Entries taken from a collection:
▼

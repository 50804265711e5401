//! Downloads service errors.

use sqlx::Error;
use thiserror::Error;

#[derive(Debug, Error)]
pub enum DownloadsServiceError {
    /// The design, the requested resource, or the stored object is missing.
    /// Storage failures surface as this too, so provider internals never
    /// leak to callers.
    #[error("file not found")]
    NotFound,

    #[error("authentication required")]
    Unauthorized,

    #[error("purchase required")]
    Forbidden,

    #[error("storage error")]
    Sql(#[source] Error),
}

impl From<Error> for DownloadsServiceError {
    fn from(error: Error) -> Self {
        if matches!(error, Error::RowNotFound) {
            return Self::NotFound;
        }

        Self::Sql(error)
    }
}
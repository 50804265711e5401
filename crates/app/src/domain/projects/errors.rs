//! Projects service errors.

use sqlx::{
    Error,
    error::{DatabaseError, ErrorKind},
};
use thiserror::Error;

#[derive(Debug, Error)]
pub enum ProjectsServiceError {
    #[error("project already exists")]
    AlreadyExists,

    #[error("project not found")]
    NotFound,

    #[error("missing required data")]
    MissingRequiredData,

    #[error("invalid data")]
    InvalidData,

    #[error("storage error")]
    Sql(#[source] Error),
}

impl From<Error> for ProjectsServiceError {
    fn from(error: Error) -> Self {
        if matches!(error, Error::RowNotFound) {
            return Self::NotFound;
        }

        match error.as_database_error().map(DatabaseError::kind) {
            Some(ErrorKind::UniqueViolation) => Self::AlreadyExists,
            Some(ErrorKind::NotNullViolation) => Self::MissingRequiredData,
            Some(ErrorKind::CheckViolation) => Self::InvalidData,
            Some(ErrorKind::Other | _) | None => Self::Sql(error),
        }
    }
}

▲

In the data above, how many lines include the word "DownloadsServiceError"? Answer with the number only.

2